I have been thinking about the Perfect Prayer, Brother Patrick, and it rings familiar with me. I believe there was something similar to this idea in
Beauty, the Invisible Embrace. Let me see if I can find it.
To participate in beauty is to come into the presence of the Holy. It is we who exile ourselves from God. Everything we feel, think and do is already happening within the divine shelter. To know this is to know one's real beauty.

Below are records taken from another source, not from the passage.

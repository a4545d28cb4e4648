//! Session model and service access for the document chat client.
//!
//! [`SessionState`] holds the transcript, the loaded documents and the busy flag, and exposes
//! each network operation as a local commit plus a resolution step. [`ConversationController`]
//! couples that state to an [`AnalysisBackend`] for callers that can await inline; the GUI
//! instead keeps the state on its UI thread and runs the backend on a worker.

pub mod backend;
pub mod candidate;
pub mod config;
pub mod controller;
pub mod documents;
pub mod error;
pub mod session;

pub use backend::{AnalysisBackend, HttpAnalysisBackend};
pub use candidate::{FileSource, PdfCandidate};
pub use config::{load_settings, Settings};
pub use controller::{upload_one, ConversationController, UploadSummary};
pub use documents::DocumentStore;
pub use error::{BackendError, ConfigError};
pub use session::{Alert, AlertKind, SessionState, UploadBatch};
use serde::{Deserialize, Serialize};

/// Error body returned by the analysis service, `{ "detail": "..." }`.
#[derive(Debug, Clone, Serialize, Deserialize)]
pub struct ErrorBody {
    pub detail: String,
}

impl ErrorBody {
    /// Pulls `detail` out of a raw error body, falling back to the trimmed body itself.
    pub fn detail_from_raw(raw: &str) -> String {
        match serde_json::from_str::<ErrorBody>(raw) {
            Ok(body) => body.detail,
            Err(_) => raw.trim().to_string(),
        }
    }
}
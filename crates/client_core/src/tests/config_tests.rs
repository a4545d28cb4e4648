use super::*;

use std::{
    collections::HashMap,
    env,
    time::{SystemTime, UNIX_EPOCH},
};

fn no_env(_: &str) -> Option<String> {
    None
}

fn temp_config(contents: &str) -> PathBuf {
    let suffix = SystemTime::now()
        .duration_since(UNIX_EPOCH)
        .expect("clock")
        .as_nanos();
    let dir = env::temp_dir().join(format!("doc_chat_config_test_{suffix}"));
    fs::create_dir_all(&dir).expect("temp dir");
    let path = dir.join(CONFIG_FILE_NAME);
    fs::write(&path, contents).expect("write config");
    path
}

#[test]
fn defaults_point_at_local_service() {
    let settings = load_settings_with(None, no_env).expect("defaults");
    assert_eq!(settings, Settings::default());
    assert_eq!(
        settings.server_url().expect("url").as_str(),
        "http://127.0.0.1:8000/"
    );
    assert_eq!(settings.request_timeout(), Some(Duration::from_secs(120)));
}

#[test]
fn file_values_override_defaults() {
    let path = temp_config("server_url = \"http://10.0.0.2:9000\"\nrequest_timeout_secs = 30\n");

    let settings = load_settings_with(Some(&path), no_env).expect("load");
    assert_eq!(settings.server_url, "http://10.0.0.2:9000");
    assert_eq!(settings.request_timeout_secs, 30);

    fs::remove_dir_all(path.parent().expect("parent")).expect("cleanup");
}

#[test]
fn env_overrides_file_and_app_prefix_wins() {
    let path = temp_config("server_url = \"http://from-file:1\"\n");
    let vars = HashMap::from([
        ("DOC_CHAT_SERVER_URL", "http://from-env:2"),
        ("APP__SERVER_URL", "http://from-app-env:3"),
        ("APP__REQUEST_TIMEOUT_SECS", "0"),
    ]);

    let settings = load_settings_with(Some(&path), |name| {
        vars.get(name).map(|v| v.to_string())
    })
    .expect("load");
    assert_eq!(settings.server_url, "http://from-app-env:3");
    assert_eq!(settings.request_timeout(), None);

    fs::remove_dir_all(path.parent().expect("parent")).expect("cleanup");
}

#[test]
fn invalid_timeout_env_is_ignored() {
    let settings = load_settings_with(None, |name| {
        (name == "APP__REQUEST_TIMEOUT_SECS").then(|| "soon".to_string())
    })
    .expect("load");
    assert_eq!(settings.request_timeout_secs, DEFAULT_REQUEST_TIMEOUT_SECS);
}

#[test]
fn rejects_unparseable_and_non_http_urls() {
    let err = load_settings_with(None, |name| {
        (name == "APP__SERVER_URL").then(|| "not a url".to_string())
    })
    .expect_err("must fail");
    assert!(matches!(err, ConfigError::InvalidServerUrl { .. }));

    let settings = Settings {
        server_url: "ftp://files.example".into(),
        ..Settings::default()
    };
    assert!(matches!(
        settings.server_url(),
        Err(ConfigError::UnsupportedScheme(_))
    ));
}

#[test]
fn missing_explicit_file_is_an_error() {
    let path = env::temp_dir().join("doc_chat_definitely_missing").join(CONFIG_FILE_NAME);
    let err = load_settings(Some(&path)).expect_err("must fail");
    assert!(matches!(err, ConfigError::Read { .. }));
}

#[test]
fn malformed_file_is_a_parse_error() {
    let path = temp_config("request_timeout_secs = \"ten\"\n");
    let err = load_settings_with(Some(&path), no_env).expect_err("must fail");
    assert!(matches!(err, ConfigError::Parse { .. }));
    fs::remove_dir_all(path.parent().expect("parent")).expect("cleanup");
}

#[test]
fn cli_overrides_take_precedence() {
    let mut settings = Settings::default();
    settings.apply_overrides(Some("http://cli:4".into()), Some(5));
    assert_eq!(settings.server_url, "http://cli:4");
    assert_eq!(settings.request_timeout(), Some(Duration::from_secs(5)));

    settings.apply_overrides(None, None);
    assert_eq!(settings.server_url, "http://cli:4");
}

Though the human mind is intense with difference and variety it is shadowed by divisions and imbalance. God is pure verb, a permanent event, an eternal surge, a total quickening. Beauty's diversity only deepens the flow of God's presence; nothing is held back. This sense of lyrical presence is expressed vividly by the sixteenth-century mystical poet Angelus Silesius. He put many of Meister Eckhart's insights into poetic form. His little poem 'The Rose' captures the grace and simplicity of pure presence and integrity.
The Rose is without why
She blooms because she blooms
She does not care for herself
Asks not if she is seen.
The poem is also a huge vindication of identity, the freedom and clarity of simply being yourself. Nothing else is needed. It is a poem of profound trust in the act of being. This makes for a pure clearance. There is no outside intrusion, no pressure to measure up to outside expectations. Nor is there any sense of inner division. The rose is content to be a rose: she is what she is. At another level the poem can be read as a hymn to the freedom of nature, how it avoids the oppresive clutter of intentionality and concept. And the rose is flourishing; she is at one with herself in the grace of growth. Nature as a whole performs for no man. How vastly different this is to the way we live our lives.
Sometimes the urgency of our hunger blinds us to the fact that we are already at the feast. To accept this can change everything: we are always home, never exiled. Although our minds constantly insist on seeing walls of separation, in reality most of the walls are mere veils. In every moment, everywhere, we are not even inches away from the divine presence.
Spirituality has to do with the transfiguration at distance, to come near to ourselves, to beauty and to God. At the heart of spirituality is the awakening of real presence. You cannot produce or force presence. When you are truly present, you are there as you are: image and pretension are left aside. Real presence is natural. Perhaps the secret of spiritual integrity has to do with an act of acceptance, namely, a recognition that you are always already within the divine embrace.
Rather than trying to set out like some isolated cosmonaut in search of God, maybe the secret is to let God find you. Instead of endeavouring to reach out in order to first find God, you realize you are now within the matrix and the adventure is the discovering of utterly new and unspoken dimensions of the inexhaustible divine; this brings with it a new sense of ease with your self and your solitude.*** John Keats wrote rapturously about this: 'Though the most beautiful Creature were waiting for me at the end of a Journey or Walk, though the carpet were of Silk, the Curtains of the morning clouds; the chairs and Sofa stuffed with Cygnet's down, I should not feel - or rather Happiness would not be so fine as my Solitude is sublime. Then instead of what I have described, there is sublimity to welcome me home' (Letter to G. and G. Keats, Oct 1818).
*** I thought I would point out that this is a very similar experience to finally accepting your own personal diversity; your differences from others. When you can accept that you are not exactly like other human beings, and that it is not only alright but wonderful, then you do acquire this sense of ease with self and solitude.
Now I realize that most of this is in fact more philosophical, in the conception of beauty and life and the divine; but is it not the same principles as made clear in the Perfect Prayer?
Engineer my circumstances, Lord, according to your will.
Does this prayer not suggest that we live in an infinite beingness that is defined by divinely engineered circumstances, and that it is ultimately our own will, our decision to remain independent and outside the divine force, that prevents this great and noble divinity to take place. Also, I think some who would be eager to reject a God-hallucination out of hand as a religion-sponsored myth might have great difficulty with allowing a personal deity to command their lives. They would fear allowing another to engineer their own lives, in preference of maintaining their own securities. When we can embrace the fact that the One That Is is the penultimate experience of life, thought, feeling, and emotion, when we can acknowledge that body, mind, heart, soul, and spirit are transient and intransient shadows of the One That Is, it is as though a fleece were being pulled from our eyes. The great experiences of life are tied up into one being, and that being is the One That Is. When we can yield our cognitive illusions and eager separations, and simply allow this great experience to take over us and direct our being, we are in fact embracing the Immensity that is ourselves, but more than ourselves.